The main controversy in the case at bar is set against the backdrop of an alleged 31-year-old sale of Lot 1087 of Cadastre 317-D, located at Barangay Taggat Norte, Claveria, Cagayan with a total area of 1,797 square meters and covered by Original Certificate of Title No. P-479(S) (subject property) in favor of the predecessors-in-interest of petitioners Heirs of Angel Yadao, namely: Rufina Yadao, Etherlyn Yadao-Yasaña, Ryanth Yadao, Ruth Ann Yadao-Mangibunong, Dina Joyce Yadao-Ines, and Angel Yadao, Jr.; Heirs of Josefina Idica-Yadao, namely: Lourdes Yadao-Apostol and Aurora Yadao; and Heirs of Ofelia Yadao-Naceno, namely: Teodulfo Naceno, Jr., Aileen Naceno and Irma Naceno-Agpaoa (petitioners), and the legal ramifications of said alleged sale as against the claims for reconveyance of the heirs of the registered owner of the subject property, Juan Calitina, or herein respondents Heirs of Juan Calitina, namely: Hospicio Calitina, Jr., Aniceto Calitina, and Florida Calitina (respondents).

On the one hand, respondents submit that the subject property rightfully belongs to them by virtue of succession, and that petitioners merely unlawfully possess the same on the basis of an unproven contract of sale. On the other hand, petitioners counter that they are the rightful owners of the subject property either (i) by virtue of the Contrata and the subsequent Deed of Absolute Sale (DoAS) entered into between Juan Calitina's common-law­wife Casiana Dalo, the former's illegitimate or non-marital children Jose Calitina (Jose) and William Calitina (William), and Josefina and Domingo Yadao, or otherwise (ii) by acquisitive prescription, for having been in possession of the subject property for over 30 years.

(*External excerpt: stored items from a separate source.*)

//! Periodic network sweep.
//!
//! Every tick purges retired trains, re-detects each section over the
//! default horizon and resolves the sections that have conflicts. A
//! section that cannot be resolved keeps its conflicts recorded in the
//! store so readers see the outstanding problem.

use std::sync::Arc;
use std::time::Duration;

use tokio::sync::watch;
use tokio::task::JoinHandle;
use tokio::time::MissedTickBehavior;
use tracing::{debug, error, info, warn};

use super::Orchestrator;
use crate::error::CoreError;
use crate::models::{Resolution, MINUTE_MS};
use crate::store::{Mutation, StateUpdate};

/// Outcome of one sweep.
#[derive(Debug, Default)]
pub struct SweepReport {
    /// Retired trains dropped.
    pub purged: Vec<String>,
    pub sections_checked: usize,
    /// Committed resolutions.
    pub resolved: Vec<Resolution>,
    /// Sections left unresolved, with the reason.
    pub failures: Vec<(String, CoreError)>,
}

impl SweepReport {
    pub fn is_clean(&self) -> bool {
        self.failures.is_empty()
    }
}

/// Background sweeper driving an [`Orchestrator`].
#[derive(Debug, Clone)]
pub struct Monitor {
    orchestrator: Arc<Orchestrator>,
    interval: Duration,
}

impl Monitor {
    /// Sweeps at the configured interval.
    pub fn new(orchestrator: Arc<Orchestrator>) -> Self {
        let interval = orchestrator.config().sweep_interval();
        Self {
            orchestrator,
            interval,
        }
    }

    pub fn with_interval(mut self, interval: Duration) -> Self {
        self.interval = interval;
        self
    }

    pub fn interval(&self) -> Duration {
        self.interval
    }

    /// Runs one sweep over every section.
    pub async fn sweep(&self) -> SweepReport {
        let store = self.orchestrator.store();
        let mut report = SweepReport::default();

        match store.purge_retired() {
            Ok(purged) => report.purged = purged,
            Err(e) => warn!(error = %e, "purge of retired trains failed"),
        }

        let config = self.orchestrator.config();
        let horizon_ms = config.default_time_horizon_minutes as i64 * MINUTE_MS;
        let snapshot = store.read_snapshot();
        let mut section_ids: Vec<String> = snapshot.sections().map(|s| s.id.clone()).collect();
        section_ids.sort();

        for section_id in section_ids {
            report.sections_checked += 1;
            let detected = self
                .orchestrator
                .detector()
                .detect_section_within(&snapshot, &section_id, horizon_ms);
            match detected {
                Ok(conflicts) if conflicts.is_empty() => continue,
                Ok(_) => {}
                Err(e) => {
                    report.failures.push((section_id, e));
                    continue;
                }
            }

            match self.orchestrator.resolve_default(&section_id).await {
                Ok(resolution) if resolution.provenance.is_some() => report.resolved.push(resolution),
                Ok(_) => {}
                Err(e) => {
                    warn!(section = %section_id, error = %e, "section left unresolved");
                    self.record_outstanding(&section_id, &e);
                    report.failures.push((section_id, e));
                }
            }
        }

        debug!(
            sections = report.sections_checked,
            resolved = report.resolved.len(),
            failed = report.failures.len(),
            purged = report.purged.len(),
            "sweep complete"
        );
        report
    }

    /// Stores the conflict ids an error carries, if they changed.
    fn record_outstanding(&self, section_id: &str, err: &CoreError) {
        if err.conflicts().is_empty() {
            return;
        }
        let store = self.orchestrator.store();
        let ids: Vec<String> = err.conflicts().iter().map(|c| c.id.clone()).collect();
        if store.read_snapshot().section_conflict_ids(section_id) == ids.as_slice() {
            return;
        }
        let update = StateUpdate::single(Mutation::SetSectionConflicts {
            section_id: section_id.to_string(),
            conflict_ids: ids,
        });
        if let Err(e) = store.apply(update) {
            error!(section = section_id, error = %e, "could not record outstanding conflicts");
        }
    }

    /// Sweeps until `shutdown` turns true or its sender is dropped.
    pub async fn run(self, mut shutdown: watch::Receiver<bool>) {
        let mut ticker = tokio::time::interval(self.interval);
        ticker.set_missed_tick_behavior(MissedTickBehavior::Delay);
        info!(interval_ms = self.interval.as_millis() as u64, "monitor started");

        loop {
            tokio::select! {
                _ = ticker.tick() => {
                    let report = self.sweep().await;
                    if !report.resolved.is_empty() || !report.is_clean() {
                        info!(
                            resolved = report.resolved.len(),
                            failed = report.failures.len(),
                            "sweep changed the network"
                        );
                    }
                }
                changed = shutdown.changed() => {
                    if changed.is_err() || *shutdown.borrow() {
                        break;
                    }
                }
            }
        }
        info!("monitor stopped");
    }

    /// Spawns [`Monitor::run`]; send `true` to stop it.
    pub fn spawn(self) -> (JoinHandle<()>, watch::Sender<bool>) {
        let (tx, rx) = watch::channel(false);
        (tokio::spawn(self.run(rx)), tx)
    }
}

#[cfg(test)]
mod tests {
    use super::*;
    use crate::config::CoreConfig;
    use crate::models::{RailwaySection, SectionStatus, Train, TrainPatch, TrainPriority, TrainStatus};
    use crate::store::{Clock, StateStore};

    fn at(min: i64) -> i64 {
        min * MINUTE_MS
    }

    fn network() -> Arc<StateStore> {
        let store = Arc::new(StateStore::with_clock(&CoreConfig::default(), Clock::fixed(0)));
        store
            .load_topology(
                vec![
                    RailwaySection::new("SEC01", 2),
                    RailwaySection::new("SEC02", 1),
                    RailwaySection::new("SEC03", 1),
                ],
                vec![],
            )
            .unwrap();
        store
            .insert_train(Train::new("EXP", 1, TrainPriority::Express).with_slot("SEC01", 0, at(10)))
            .unwrap();
        store
            .insert_train(Train::new("FRT", 2, TrainPriority::Freight).with_slot("SEC01", at(12), at(20)))
            .unwrap();
        store
            .insert_train(Train::new("LOC", 3, TrainPriority::Passenger).with_slot("SEC02", 0, at(10)))
            .unwrap();
        store
    }

    #[tokio::test]
    async fn test_sweep_resolves_conflicted_sections() {
        let store = network();
        let orchestrator = Arc::new(Orchestrator::new(Arc::clone(&store), &CoreConfig::default()));
        let monitor = Monitor::new(Arc::clone(&orchestrator));

        let report = monitor.sweep().await;
        assert_eq!(report.sections_checked, 3);
        assert!(report.is_clean());
        assert_eq!(report.resolved.len(), 1);
        assert_eq!(report.resolved[0].section_id, "SEC01");

        let again = monitor.sweep().await;
        assert!(again.resolved.is_empty());
    }

    #[tokio::test]
    async fn test_sweep_records_unresolvable_section() {
        let store = network();
        store
            .insert_train(Train::new("LATE", 4, TrainPriority::Freight).with_slot("SEC02", 0, at(10)))
            .unwrap();
        store
            .apply(StateUpdate::single(Mutation::SetSectionStatus {
                section_id: "SEC02".into(),
                status: SectionStatus::Closed,
            }))
            .unwrap();
        let orchestrator = Arc::new(Orchestrator::new(Arc::clone(&store), &CoreConfig::default()));

        let report = Monitor::new(orchestrator).sweep().await;
        assert_eq!(report.failures.len(), 1);
        assert_eq!(report.failures[0].0, "SEC02");
        assert!(!store.read_snapshot().section_conflict_ids("SEC02").is_empty());
    }

    #[tokio::test]
    async fn test_sweep_purges_retired_trains() {
        let mut config = CoreConfig::default();
        config.store.retention_minutes = 0;
        let store = Arc::new(StateStore::with_clock(&config, Clock::fixed(0)));
        store
            .load_topology(vec![RailwaySection::new("SEC02", 1)], vec![])
            .unwrap();
        store
            .insert_train(Train::new("LOC", 3, TrainPriority::Passenger).with_slot("SEC02", 0, at(10)))
            .unwrap();
        store
            .update_train("LOC", TrainPatch::new().with_status(TrainStatus::Cancelled))
            .unwrap();
        let orchestrator = Arc::new(Orchestrator::new(Arc::clone(&store), &config));

        let report = Monitor::new(orchestrator).sweep().await;
        assert_eq!(report.purged, vec!["LOC".to_string()]);
        assert!(store.read_snapshot().train("LOC").is_none());
    }

    #[tokio::test(start_paused = true)]
    async fn test_run_stops_on_shutdown() {
        let store = network();
        let orchestrator = Arc::new(Orchestrator::new(Arc::clone(&store), &CoreConfig::default()));
        let (handle, stop) = Monitor::new(orchestrator)
            .with_interval(Duration::from_secs(1))
            .spawn();

        tokio::time::sleep(Duration::from_millis(1500)).await;
        assert!(store.read_snapshot().section_conflict_ids("SEC01").is_empty());
        assert_eq!(
            store.read_snapshot().train("FRT").unwrap().delay_minutes,
            Some(3)
        );

        stop.send(true).unwrap();
        tokio::time::timeout(Duration::from_secs(5), handle)
            .await
            .unwrap()
            .unwrap();
    }
}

Branch 12, Regional Trial Court of Sanchez Mira, Cagayan (RTC) ruled for respondents and found them the absolute owners of the subject property through succession, and ordered petitioners to restore possession of the subject property to the former. It found that there was no evidence to prove the alleged sale in favor of Angel Yadao, considering that the Contrata was not notarized, and the DoAS was entered into by Casiana Dalo (Casiana) who was unauthorized to do so given that she was only the common-law wife of Juan Calitina. It also ruled out acquisitive prescription since the subject property was covered by the Torrens title in the name of respondents' predecessor-in-interest.[5]

On appeal, the Court of Appeals (CA) affirmed the RTC's findings of fact and law,[6] and held that since acquisitive prescription cannot apply to registered lands, respondents were the lawful owners of the subject property and therefore had the right to recover the same.[7]

The ponencia grants the petition, reverses the RTC and the CA, dismisses the complaint of respondents, and declares petitioners as the owners of the subject property. With respect to respondents' assertion of lack of jurisdiction, the ponencia finds that petitioners are already estopped from questioning the jurisdiction of the RTC over the subject matter of the case since estoppel bars a party from challenging jurisdiction in an unjustly belated manner and after having actively participated during trial. With respect to the application of acquisitive prescription, it reminds that this rule is unavailing against the registered owner and his/her hereditary successors.

The ponencia further holds that by virtue of extinctive prescription, respondents may no longer recover the subject lands from petitioners since their claim has also prescribed and the series of sales between them and petitioners' predecessors (as evidenced by the Contrata and subsequent DoAS) are declared valid. It finds that respondents are barred by extinctive prescription from assailing petitioners' possession on the ground of fraud or mistake, since petitioners have possessed the subject land since 1962 and respondents only sued them for recovery of said possession in 1993 or 31 years after.

In sum, the ponencia's central findings are that (1) subject property was sold by all of Juan Calitina's heirs in its entirety; and (2) the second exception to the application of extinctive prescription does not apply, since all of Juan's known heirs signed off on the Contrata.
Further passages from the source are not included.